Girano voci su un Pd pronto a sostenere la candidatura di Conte e persino di Di Battista alle suppletive. Le pare opportuno?
«Non so dove si voglia candidare Conte e trovo molto suggestiva questa voce su Di Battista che viene a chiedere il sostegno della piovra Pd, ovviamente per poi combatterci meglio. Le leggi elettorali di coalizione sono una trappola in cui i populisti succhiano sangue ai democratici e ai liberali, vale per Forza Italia come per il Pd. In Germania la Merkel ha sempre rifiutato l'alleanza con la destra dura e i socialdemocratici la rifiutavano con la sinistra legata al vecchio regime della Germania est. Lo hanno fatto perché a differenza nostra hanno una legge elettorale che non li costringe alle coalizioni prima del voto. La stessa legge che dovremmo fare qui, prima che sia troppo tardi».
Il Pd chiede le dimissioni di Durigon ma non censura Michele Emiliano che sostiene il sindaco fascista di Nardò. Come mai?

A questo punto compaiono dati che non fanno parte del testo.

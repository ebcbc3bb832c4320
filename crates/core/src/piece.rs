//! Piece module - the active, player-controlled tetromino
//!
//! A piece only proposes candidates. The engine validates a candidate against
//! the board and then commits it; the piece itself never checks the board.

use crate::shapes::{get_shape, rotate_ccw, rotate_cw, ShapeGrid};
use crate::types::{Direction, PieceKind, Spin, SPAWN_POSITION};

/// Board coordinate of an orientation grid's top-left corner
#[derive(Debug, Clone, Copy, PartialEq, Eq, Hash)]
pub struct Position {
    /// Column
    pub x: i8,
    /// Row (0 is the topmost hidden row)
    pub y: i8,
}

impl Position {
    pub const fn new(x: i8, y: i8) -> Self {
        Self { x, y }
    }

    pub const fn spawn() -> Self {
        Self::new(SPAWN_POSITION.0, SPAWN_POSITION.1)
    }

    /// Position shifted by (dx, dy)
    pub fn offset(self, dx: i8, dy: i8) -> Self {
        Self::new(self.x + dx, self.y + dy)
    }
}

/// A proposed transform of the active piece
#[derive(Debug, Clone, Copy, PartialEq, Eq)]
pub struct Candidate {
    pub shape: &'static ShapeGrid,
    pub position: Position,
    pub rotation: usize,
}

impl Candidate {
    /// Same rotation, shifted by (dx, dy)
    pub fn shifted(self, dx: i8, dy: i8) -> Self {
        Self {
            position: self.position.offset(dx, dy),
            ..self
        }
    }
}

/// Active falling piece
#[derive(Debug, Clone, Copy, PartialEq, Eq, Hash)]
pub struct Piece {
    kind: PieceKind,
    rotation: usize,
    position: Position,
}

impl Piece {
    /// Create a new piece at spawn position and orientation
    pub fn new(kind: PieceKind) -> Self {
        Self {
            kind,
            rotation: 0,
            position: Position::spawn(),
        }
    }

    pub fn kind(&self) -> PieceKind {
        self.kind
    }

    pub fn rotation(&self) -> usize {
        self.rotation
    }

    pub fn position(&self) -> Position {
        self.position
    }

    /// Grid for the current rotation
    pub fn shape(&self) -> &'static ShapeGrid {
        get_shape(self.kind, self.rotation)
    }

    /// Current grid and position
    pub fn current(&self) -> (&'static ShapeGrid, Position) {
        (self.shape(), self.position)
    }

    /// Candidate translated one cell in `direction`
    pub fn propose_move(&self, direction: Direction) -> Candidate {
        let (dx, dy) = direction.offset();
        Candidate {
            shape: self.shape(),
            position: self.position.offset(dx, dy),
            rotation: self.rotation,
        }
    }

    /// Candidate rotated in place
    pub fn propose_rotate(&self, spin: Spin) -> Candidate {
        let rotation = match spin {
            Spin::Clockwise => rotate_cw(self.kind, self.rotation),
            Spin::CounterClockwise => rotate_ccw(self.kind, self.rotation),
        };
        Candidate {
            shape: get_shape(self.kind, rotation),
            position: self.position,
            rotation,
        }
    }

    /// Apply a transform that the caller already validated
    pub fn commit(&mut self, position: Position, rotation: usize) {
        self.position = position;
        self.rotation = rotation;
    }

    /// Apply a validated candidate
    pub fn commit_candidate(&mut self, candidate: &Candidate) {
        self.commit(candidate.position, candidate.rotation);
    }

    /// Back to rotation 0 at the spawn position
    pub fn reset_to_spawn(&mut self) {
        self.rotation = 0;
        self.position = Position::spawn();
    }
}

#[cfg(test)]
mod tests {
    use super::*;

    #[test]
    fn new_piece_starts_at_spawn() {
        let piece = Piece::new(PieceKind::T);
        assert_eq!(piece.rotation(), 0);
        assert_eq!(piece.position(), Position::new(3, 0));
    }

    #[test]
    fn proposals_do_not_mutate() {
        let piece = Piece::new(PieceKind::L);
        let down = piece.propose_move(Direction::Down);
        let left = piece.propose_move(Direction::Left);
        let cw = piece.propose_rotate(Spin::Clockwise);

        assert_eq!(down.position, Position::new(3, 1));
        assert_eq!(left.position, Position::new(2, 0));
        assert_eq!(cw.position, piece.position());
        assert_eq!(cw.rotation, 1);
        assert_eq!(piece, Piece::new(PieceKind::L));
    }

    #[test]
    fn commit_then_reset() {
        let mut piece = Piece::new(PieceKind::J);
        let c = piece.propose_rotate(Spin::CounterClockwise).shifted(2, 5);
        piece.commit_candidate(&c);
        assert_eq!(piece.rotation(), 3);
        assert_eq!(piece.position(), Position::new(5, 5));

        piece.reset_to_spawn();
        assert_eq!(piece, Piece::new(PieceKind::J));
    }

    #[test]
    fn square_rotation_is_identity() {
        let piece = Piece::new(PieceKind::O);
        let c = piece.propose_rotate(Spin::Clockwise);
        assert_eq!(c.rotation, 0);
        assert_eq!(c.shape, piece.shape());
    }
}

«Durigon ha provato a fare una provocazione alla Pennacchi senza esserlo, e soprattutto dimenticando di avere un ruolo di governo. Quanto a Emiliano, penso che servano parole ferme e gesti chiari: questa cosa non è compatibile con il Pd».
La bandiera grillina del reddito di cittadinanza verrà ammainata?
«È una misura contro la povertà che si è rivelata utile nel disastro della pandemia. Ma non aiuta per niente a trovare occupazione.
In più anche i parametri con cui vengono individuati i percettori non coprono le nuove forme di povertà, come quelle dei lavoratori che comunque non hanno retribuzioni sufficienti alle loro necessità. Mi sembra di capire che dietro la difesa a spada tratta anche i cinque stelle si siano arresi alla necessità di una sua seria revisione».